Hon. Mark C. Dillon, Appellate Division of the NYS Supreme Court, and Fordham Law School (Adjunct Professor)

Abstract

Difficulties in the residential and commercial real estate markets have caused an influx of cases in the New York State courts by which banks seek the foreclosure of delinquent mortgages and landlords seek the eviction of tenants that are in default of rent payment obligations.

New York State has long recognized "Yellowstone injunctions" in the context of commercial leases, where tenants preemptively obtain court orders enjoining their landlords from terminating their breached leases. The concept is named after its case of origin, First Nat. Stores, Inc. v. Yellowstone Shopping Center, Inc., which was decided by the state's Court of Appeals in 1968. To be entitled to a Yellowstone injunction, the tenant must establish that it 1) holds a commercial lease, 2) received from the landlord a notice of default, notice to cure, or threat of termination of the lease, 3) the court application was made prior to the expiratioon of the tenant's cure period, and 4) there is a desire amd ability to cure the alleged default by any means short of vacating the premises. Various public policy grounds support the grant of Yellowstone injunctions in favor of commercial tenants willing to cure their breached leases.

The current economic climate may raise the question of the extent to which the Yellowstone concept might be expanded beyond commercial tenants, to residential tenants as well. Indeed, there have been a small number of cases where residential tenants have sought to co-opt Yellowstone remedies in their favor.

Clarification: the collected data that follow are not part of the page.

//! Named, cancellable timer deadlines.
//!
//! The engine owns four timer categories; each has at most one pending
//! deadline. The host (or a test) drives time forward and the queue hands
//! back due timers in deterministic order: earliest deadline first, ties
//! broken by a fixed kind priority so a poll tick sharing an instant with a
//! counter reset always observes the post-reset counters.

use crate::types::Millis;

/// The four timer categories the engine schedules.
#[derive(Debug, Clone, Copy, PartialEq, Eq)]
pub enum TimerKind {
    /// Periodic counter-window reset (tab switches, file changes).
    CounterReset,
    /// One-shot typing-burst decay after a quiet period.
    TypingDebounce,
    /// One-shot overlay cool-down back to productive.
    OverlayRevert,
    /// Periodic snapshot-classify-report tick.
    Poll,
}

/// Firing order for simultaneous deadlines. Resets and decays run before the
/// poll so the tick sees settled counters; the overlay revert runs after the
/// poll so a tick coinciding with the end of a cool-down is still suppressed
/// by the active overlay and the revert has the last word at that instant.
const FIRE_ORDER: [TimerKind; 4] = [
    TimerKind::CounterReset,
    TimerKind::TypingDebounce,
    TimerKind::Poll,
    TimerKind::OverlayRevert,
];

/// One deadline slot per [`TimerKind`]. Scheduling a kind replaces its
/// pending deadline; cancelling a kind with no deadline is a no-op.
#[derive(Debug, Clone, Default)]
pub struct TimerQueue {
    deadlines: [Option<Millis>; 4],
}

impl TimerQueue {
    pub fn new() -> Self {
        Self::default()
    }

    fn slot(kind: TimerKind) -> usize {
        match kind {
            TimerKind::CounterReset => 0,
            TimerKind::TypingDebounce => 1,
            TimerKind::OverlayRevert => 2,
            TimerKind::Poll => 3,
        }
    }

    /// Schedules (or reschedules) `kind` to fire at `at`.
    pub fn schedule(&mut self, kind: TimerKind, at: Millis) {
        self.deadlines[Self::slot(kind)] = Some(at);
    }

    /// Cancels a pending deadline. Idempotent.
    pub fn cancel(&mut self, kind: TimerKind) {
        self.deadlines[Self::slot(kind)] = None;
    }

    /// Cancels everything. Idempotent; used by dispose.
    pub fn cancel_all(&mut self) {
        self.deadlines = [None; 4];
    }

    pub fn deadline(&self, kind: TimerKind) -> Option<Millis> {
        self.deadlines[Self::slot(kind)]
    }

    /// Removes and returns the next timer due at or before `now`, or `None`
    /// when nothing is due. Callers loop until exhaustion to drain a time
    /// step.
    pub fn pop_due(&mut self, now: Millis) -> Option<(TimerKind, Millis)> {
        let mut best: Option<(TimerKind, Millis)> = None;
        for &kind in &FIRE_ORDER {
            if let Some(at) = self.deadline(kind) {
                if at <= now && best.map_or(true, |(_, b)| at < b) {
                    best = Some((kind, at));
                }
            }
        }
        if let Some((kind, _)) = best {
            self.cancel(kind);
        }
        best
    }
}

This article examines the extent to which Yellowstone relief has been recognized by courts in non-commercial contexts. Based upon a review of the relevant decisional and statutory authorities, Yellowstone injunctions may be obtained by residential owners of cooperative apartmewnts who have equitable interests in maintaining their proprietary leases; commercial tenants who breach their leases by improperly permitting residential uses of the premises; and holders of purely residential leases that have an articulable, peculiar, equitable interest in maintaining their tenancies, such as continuing in long-term rent-controlled apartments.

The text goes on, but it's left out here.